You tried to show detailed balance for the Markov chain that is obtained by considering one transition of the Markov chain to be the 'Gibbs sweep' where you sample each component in turn from its conditional distribution. For this chain, detailed balance is not satisfied. The point is rather that each sampling of a particular component from its conditional distribution is a transition that satisfies detailed balance. It would be more accurate to say that Gibbs sampling is a special case of a slightly generalized Metropolis-Hastings, where you alternate between multiple different proposals. More details follow.
The sweeps do not satisfy detailed balance
I construct a counterexample. Consider two Bernoulli variables ($X_1,X_2$), with probabilities as shown in the following table:
\begin{equation}
\begin{array}{ccc}
& X_2 = 0 & X_2 = 1 \\
X_1 = 0 & \frac{1}{3} & \frac{1}{3} \\
X_1 = 1 & 0 & \frac{1}{3}
\end{array}
\end{equation}
Assume the Gibbs sweep is ordered so that $X_1$ is sampled first. Moving from state $(0,0)$ to state $(1,1)$ in one move is impossible, since it would require going from $(0,0)$ to $(1,0)$. However, moving from $(1,1)$ to $(0,0)$ has positive probability, namely $\frac{1}{4}$. Hence we conclude that detailed balance is not satisfied.
However, this chain still has a stationary distribution that is the correct one. Detailed balance is a sufficient, but not necessary, condition for converging to the target distribution.
The component-wise moves satisfy detailed balance
Consider a two-variate state where we sample the first variable from its conditional distribution. A move between $(x_1,x_2)$ and $(y_1,y_2)$ has zero probability in both directions if $x_2 \neq y_2$ and thus for these cases detailed balance clearly holds. Next, consider $x_2 = y_2$:
\begin{equation}
\pi(x_1,x_2) \mathrm{Prob}((x_1,x_2) \rightarrow (y_1,x_2)) = \pi(x_1,x_2)\,p(y_1 \mid X_2 = x_2) = \pi(x_1,x_2) \, \frac{\pi(y_1,x_2)}{\sum_z \pi(z,x_2)} \\
= \pi(y_1,x_2) \, \frac{\pi(x_1,x_2)}{\sum_z \pi(z,x_2)} = \pi(y_1,x_2) \,p(x_1 \mid X_2 = x_2) = \pi(y_1,x_2) \mathrm{Prob}((y_1,x_2) \rightarrow (x_1,x_2)).
\end{equation}
How the component-wise moves are Metropolis-Hastings moves?

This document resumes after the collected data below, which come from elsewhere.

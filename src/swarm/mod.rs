//! Swarm coordination
//!
//! A [`Swarm`] owns everything shared across peer connections for one
//! torrent: the piece availability table, the piece store, transfer
//! counters, and the event channels. Each connected peer runs as its own
//! tokio task; the swarm spawns them, hands them the shared state, and
//! reaps them when they exit. Completed pieces are verified against
//! their expected digest, persisted, and announced to every live session
//! over the have relay.

pub mod availability;
mod peer;
pub mod slices;
pub mod upload;

pub use availability::{PieceAvailability, Selection};
pub use slices::{ChunkProgress, LossOutcome, PieceAssembly, Slice, SliceScheduler};
pub use upload::UploadPipeline;

use std::collections::HashMap;
use std::net::SocketAddr;
use std::sync::atomic::{AtomicU64, Ordering};
use std::sync::Arc;
use std::time::Duration;

use bytes::Bytes;
use parking_lot::Mutex;
use sha1::{Digest, Sha1};
use tokio::net::TcpStream;
use tokio::sync::broadcast;
use tokio_util::sync::CancellationToken;
use tracing::{debug, info, warn};

use crate::config::SwarmConfig;
use crate::error::{Result, SwarmError};
use crate::metainfo::TorrentInfo;
use crate::storage::PieceStore;

/// Identifier of one peer session within a swarm
pub type SessionId = u64;

const EVENT_CHANNEL_CAPACITY: usize = 256;
const HAVE_CHANNEL_CAPACITY: usize = 1024;
const SHUTDOWN_GRACE: Duration = Duration::from_secs(1);

/// Client identifier prefix in Azureus style
const PEER_ID_PREFIX: &[u8; 8] = b"-PW0001-";

/// Events emitted by a [`Swarm`]
#[derive(Debug, Clone)]
pub enum SwarmEvent {
    /// A peer session reached its steady state
    PeerConnected { session: SessionId, addr: SocketAddr },

    /// A peer session ended, for any reason
    PeerDisconnected { session: SessionId, addr: SocketAddr },

    /// A piece was downloaded, verified, and persisted
    PieceCompleted { index: u32 },

    /// A downloaded piece failed verification or could not be persisted
    PieceFailed { index: u32 },

    /// Every piece is now held locally
    DownloadComplete,
}

/// Transfer totals and progress counters
#[derive(Debug, Clone, Copy)]
pub struct SwarmStats {
    /// Piece payload bytes received
    pub downloaded: u64,

    /// Piece payload bytes served
    pub uploaded: u64,

    /// Live peer sessions
    pub peers: usize,

    /// Pieces held and verified locally
    pub have_pieces: u32,

    /// Total pieces in the torrent
    pub piece_count: u32,
}

/// State shared between the swarm handle and its session tasks
pub(crate) struct SwarmShared {
    pub(crate) info: Arc<TorrentInfo>,
    pub(crate) config: SwarmConfig,
    pub(crate) store: Arc<dyn PieceStore>,
    pub(crate) availability: Mutex<PieceAvailability>,
    pub(crate) peer_id: [u8; 20],
    pub(crate) event_tx: broadcast::Sender<SwarmEvent>,
    pub(crate) have_tx: broadcast::Sender<u32>,
    pub(crate) downloaded: AtomicU64,
    pub(crate) uploaded: AtomicU64,
    pub(crate) shutdown: CancellationToken,
    sessions: Mutex<HashMap<SessionId, SessionHandle>>,
    next_session: AtomicU64,
}

struct SessionHandle {
    addr: SocketAddr,
    task: tokio::task::JoinHandle<()>,
}

impl SwarmShared {
    /// Verify, persist, and announce a fully assembled piece.
    ///
    /// Returns `Ok(false)` when another session completed the piece
    /// first; the caller's copy is simply discarded. `owned` marks the
    /// caller as the claiming session: on failure its claim is released
    /// back to idle, while duplicate pullers never touch the claim.
    pub(crate) async fn complete_piece(
        &self,
        index: u32,
        data: Bytes,
        owned: bool,
    ) -> Result<bool> {
        if self.availability.lock().have(index) {
            return Ok(false);
        }

        let expected = self.info.piece_hash(index).ok_or_else(|| {
            SwarmError::invalid_input("index", format!("Piece {} out of range", index))
        })?;
        let digest: [u8; 20] = Sha1::digest(&data).into();
        if digest != *expected {
            if owned {
                self.release_claim(index);
            }
            let _ = self.event_tx.send(SwarmEvent::PieceFailed { index });
            return Err(SwarmError::Integrity { index });
        }

        if let Err(err) = self.store.write_piece(index, data).await {
            if owned {
                self.release_claim(index);
            }
            let _ = self.event_tx.send(SwarmEvent::PieceFailed { index });
            return Err(err);
        }

        let complete = {
            let mut availability = self.availability.lock();
            if availability.have(index) {
                // Lost the race during the store write
                return Ok(false);
            }
            availability.mark_have(index)?;
            availability.is_complete()
        };

        let _ = self.have_tx.send(index);
        let _ = self.event_tx.send(SwarmEvent::PieceCompleted { index });
        if complete {
            info!("Download complete");
            let _ = self.event_tx.send(SwarmEvent::DownloadComplete);
        }
        Ok(true)
    }

    fn release_claim(&self, index: u32) {
        let mut availability = self.availability.lock();
        if availability.is_in_flight(index) {
            if let Err(err) = availability.release(index) {
                warn!(piece = index, error = %err, "Release failed");
            }
        }
    }
}

/// Data-exchange coordinator for one torrent.
///
/// Create one per torrent, point peer connections at it, and watch the
/// event stream:
///
/// ```no_run
/// # use std::sync::Arc;
/// # use peerwire::{MemoryStore, Swarm, SwarmConfig, SwarmEvent, TorrentInfo};
/// # async fn example(info: TorrentInfo) -> peerwire::Result<()> {
/// let store = Arc::new(MemoryStore::new(info.piece_count()));
/// let swarm = Swarm::new(info, store, SwarmConfig::default())?;
///
/// let mut events = swarm.subscribe();
/// swarm.connect("127.0.0.1:6881".parse().unwrap())?;
///
/// while let Ok(event) = events.recv().await {
///     if matches!(event, SwarmEvent::DownloadComplete) {
///         break;
///     }
/// }
/// swarm.shutdown().await;
/// # Ok(())
/// # }
/// ```
pub struct Swarm {
    shared: Arc<SwarmShared>,
}

impl Swarm {
    /// Create a swarm for one torrent. Fails if the configuration is
    /// invalid.
    pub fn new(
        info: TorrentInfo,
        store: Arc<dyn PieceStore>,
        config: SwarmConfig,
    ) -> Result<Self> {
        config.validate()?;
        let (event_tx, _) = broadcast::channel(EVENT_CHANNEL_CAPACITY);
        let (have_tx, _) = broadcast::channel(HAVE_CHANNEL_CAPACITY);
        let piece_count = info.piece_count();

        Ok(Self {
            shared: Arc::new(SwarmShared {
                info: Arc::new(info),
                config,
                store,
                availability: Mutex::new(PieceAvailability::new(piece_count)),
                peer_id: generate_peer_id(),
                event_tx,
                have_tx,
                downloaded: AtomicU64::new(0),
                uploaded: AtomicU64::new(0),
                shutdown: CancellationToken::new(),
                sessions: Mutex::new(HashMap::new()),
                next_session: AtomicU64::new(1),
            }),
        })
    }

    /// Torrent metadata this swarm exchanges data for
    pub fn info(&self) -> &TorrentInfo {
        &self.shared.info
    }

    /// The local peer id sent in handshakes
    pub fn peer_id(&self) -> [u8; 20] {
        self.shared.peer_id
    }

    /// Scan the piece store and mark every piece whose stored bytes match
    /// the expected digest. Run this before connecting peers when the
    /// store may hold data from an earlier run. Returns the number of
    /// pieces verified.
    pub async fn verify_existing(&self) -> Result<u32> {
        let mut verified = 0;
        for index in 0..self.shared.info.piece_count() {
            if self.shared.availability.lock().have(index) {
                continue;
            }
            let piece = match self.shared.store.read_piece(index).await {
                Ok(piece) => piece,
                Err(_) => continue,
            };
            if piece.len() != self.shared.info.piece_len(index) as usize {
                continue;
            }
            let Some(expected) = self.shared.info.piece_hash(index) else {
                continue;
            };
            let digest: [u8; 20] = Sha1::digest(&piece).into();
            if digest == *expected {
                self.shared.availability.lock().mark_have(index)?;
                verified += 1;
            }
        }
        if verified > 0 {
            info!(
                pieces = verified,
                total = self.shared.info.piece_count(),
                "Verified existing pieces"
            );
        }
        Ok(verified)
    }

    /// Open an outbound connection to a peer. The session runs as its
    /// own task; progress surfaces through [`Swarm::subscribe`].
    pub fn connect(&self, addr: SocketAddr) -> Result<SessionId> {
        self.spawn_session(addr, None)
    }

    /// Adopt an already-accepted inbound connection
    pub fn accept(&self, stream: TcpStream, addr: SocketAddr) -> Result<SessionId> {
        self.spawn_session(addr, Some(stream))
    }

    fn spawn_session(&self, addr: SocketAddr, inbound: Option<TcpStream>) -> Result<SessionId> {
        if self.shared.shutdown.is_cancelled() {
            return Err(SwarmError::Shutdown);
        }

        let mut sessions = self.shared.sessions.lock();
        if sessions.len() >= self.shared.config.max_peers {
            return Err(SwarmError::ResourceLimit {
                resource: "peer sessions",
                limit: self.shared.config.max_peers,
            });
        }

        let id = self.shared.next_session.fetch_add(1, Ordering::Relaxed);
        let shared = Arc::clone(&self.shared);
        let task = tokio::spawn(async move {
            match peer::run(Arc::clone(&shared), id, addr, inbound).await {
                Ok(()) => debug!(session = id, peer = %addr, "Peer session ended"),
                Err(err) => {
                    debug!(session = id, peer = %addr, error = %err, "Peer session failed")
                }
            }
            shared.sessions.lock().remove(&id);
            let _ = shared
                .event_tx
                .send(SwarmEvent::PeerDisconnected { session: id, addr });
        });
        sessions.insert(id, SessionHandle { addr, task });
        Ok(id)
    }

    /// Subscribe to swarm events
    pub fn subscribe(&self) -> broadcast::Receiver<SwarmEvent> {
        self.shared.event_tx.subscribe()
    }

    /// Snapshot of transfer totals and progress
    pub fn stats(&self) -> SwarmStats {
        let availability = self.shared.availability.lock();
        SwarmStats {
            downloaded: self.shared.downloaded.load(Ordering::Relaxed),
            uploaded: self.shared.uploaded.load(Ordering::Relaxed),
            peers: self.shared.sessions.lock().len(),
            have_pieces: availability.have_count(),
            piece_count: availability.piece_count(),
        }
    }

    /// Whether every piece is held locally
    pub fn is_complete(&self) -> bool {
        self.shared.availability.lock().is_complete()
    }

    /// Whether one piece is held and verified locally
    pub fn have(&self, index: u32) -> bool {
        index < self.shared.info.piece_count() && self.shared.availability.lock().have(index)
    }

    /// The local bitfield in wire layout
    pub fn bitfield(&self) -> Bytes {
        self.shared.availability.lock().bitfield_bytes()
    }

    /// Number of live peer sessions
    pub fn peer_count(&self) -> usize {
        self.shared.sessions.lock().len()
    }

    /// Addresses of the currently connected peers
    pub fn peer_addrs(&self) -> Vec<SocketAddr> {
        self.shared
            .sessions
            .lock()
            .values()
            .map(|handle| handle.addr)
            .collect()
    }

    /// Stop every session and refuse new connections. Sessions get a
    /// short grace period to park their in-flight pieces, then are
    /// aborted.
    pub async fn shutdown(&self) {
        self.shared.shutdown.cancel();
        let handles: Vec<SessionHandle> = {
            let mut sessions = self.shared.sessions.lock();
            sessions.drain().map(|(_, handle)| handle).collect()
        };
        for mut handle in handles {
            if tokio::time::timeout(SHUTDOWN_GRACE, &mut handle.task)
                .await
                .is_err()
            {
                handle.task.abort();
            }
        }
    }
}

fn generate_peer_id() -> [u8; 20] {
    let mut id = [0u8; 20];
    id[..8].copy_from_slice(PEER_ID_PREFIX);
    for byte in &mut id[8..] {
        *byte = rand::random();
    }
    id
}
impl Decoder for WireDecoder {
    type Item = Frame;
    type Error = SwarmError;

    fn decode(&mut self, src: &mut BytesMut) -> Result<Option<Frame>> {
        if let DecodeState::PieceBody { remaining } = self.state {
            if src.is_empty() {
                return Ok(None);
            }
            let take = src.len().min(remaining as usize);
            let bytes = src.split_to(take).freeze();
            let remaining = remaining - take as u32;
            if remaining == 0 {
                self.state = DecodeState::Header;
                return Ok(Some(Frame::PieceChunk { bytes, end: true }));
            }
            self.state = DecodeState::PieceBody { remaining };
            return Ok(Some(Frame::PieceChunk { bytes, end: false }));
        }

        if src.len() < 4 {
            return Ok(None);
        }
        let declared = u32::from_be_bytes([src[0], src[1], src[2], src[3]]) as usize;

        if declared == 0 {
            src.advance(4);
            return Ok(Some(Frame::Message(Message::KeepAlive)));
        }

        if declared > self.max_frame_len {
            return Err(SwarmError::protocol(
                ProtocolErrorKind::LengthMismatch,
                format!("Frame of {} bytes exceeds limit", declared),
            ));
        }

        if src.len() < 5 {
            return Ok(None);
        }
        let id = src[4];

        if id == 7 {
            // Piece frames stream: parse the header, then hand the payload
            // through chunk by chunk.
            if declared < 10 {
                return Err(SwarmError::protocol(
                    ProtocolErrorKind::LengthMismatch,
                    format!("Piece frame with {} byte payload", declared as i64 - 9),
                ));
            }
            if src.len() < PIECE_HEADER_LEN {
                return Ok(None);
            }
            src.advance(5);
            let index = src.get_u32();
            let begin = src.get_u32();
            let length = (declared - 9) as u32;
            self.state = DecodeState::PieceBody { remaining: length };
            return Ok(Some(Frame::PieceStart {
                index,
                begin,
                length,
            }));
        }

        if src.len() < 4 + declared {
            src.reserve(4 + declared - src.len());
            return Ok(None);
        }

        src.advance(5);
        let mut payload = src.split_to(declared - 1);

        let expect_len = |expected: usize| -> Result<()> {
            if declared != expected {
                return Err(SwarmError::protocol(
                    ProtocolErrorKind::LengthMismatch,
                    format!("Message id {} with length {}", id, declared),
                ));
            }
            Ok(())
        };

        let message = match id {
            0 => {
                expect_len(1)?;
                Message::Choke
            }
            1 => {
                expect_len(1)?;
                Message::Unchoke
            }
            2 => {
                expect_len(1)?;
                Message::Interested
            }
            3 => {
                expect_len(1)?;
                Message::NotInterested
            }
            4 => {
                expect_len(5)?;
                Message::Have {
                    index: payload.get_u32(),
                }
            }
            5 => Message::Bitfield {
                bits: payload.freeze(),
            },
            6 => {
                expect_len(13)?;
                Message::Request {
                    index: payload.get_u32(),
                    begin: payload.get_u32(),
                    length: payload.get_u32(),
                }
            }
            8 => {
                expect_len(13)?;
                Message::Cancel {
                    index: payload.get_u32(),
                    begin: payload.get_u32(),
                    length: payload.get_u32(),
                }
            }
            9 => {
                expect_len(3)?;
                Message::Port {
                    port: payload.get_u16(),
                }
            }
            other => {
                return Err(SwarmError::protocol(
                    ProtocolErrorKind::UnknownMessage,
                    format!("Unrecognized message id {}", other),
                ));
            }
        };

        Ok(Some(Frame::Message(message)))
    }
}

Sampling from the first component, our proposal distribution is the conditional distribution. (For all other components, we propose the current values with probability $1$). Considering a move from $(x_1, x_2)$ to $(y_1, y_2)$, the ratio of target probabilities is
\begin{equation}
\frac{\pi(y_1,x_2)}{\pi(x_1,x_2)}.
\end{equation}
But the ratio of proposal probabilities is
\begin{equation}
\frac{\mathrm{Prob}((y_1,x_2) \rightarrow (x_1,x_2))}{\mathrm{Prob}((x_1,x_2) \rightarrow (y_1,x_2))} = \frac{\frac{\pi(x_1,x_2)}{\sum_z \pi(z,x_2)}}{\frac{\pi(y_1,x_2)}{\sum_z \pi(z,x_2)}} = \frac{\pi(x_1,x_2)}{\pi(y_1,x_2)}.
\end{equation}
So, the ratio of target probabilities and the ratio of proposal probabilities are reciprocals, and thus the acceptance probability will be $1$. In this sense, each of the moves in the Gibbs sampler are special cases of Metropolis-Hastings moves. However, the overall algorithm viewed in this light is a slight generalization of the typically presented Metropolis-Hastings algorithm in that you have alternate between different proposal distributions (one for each component of the target variable).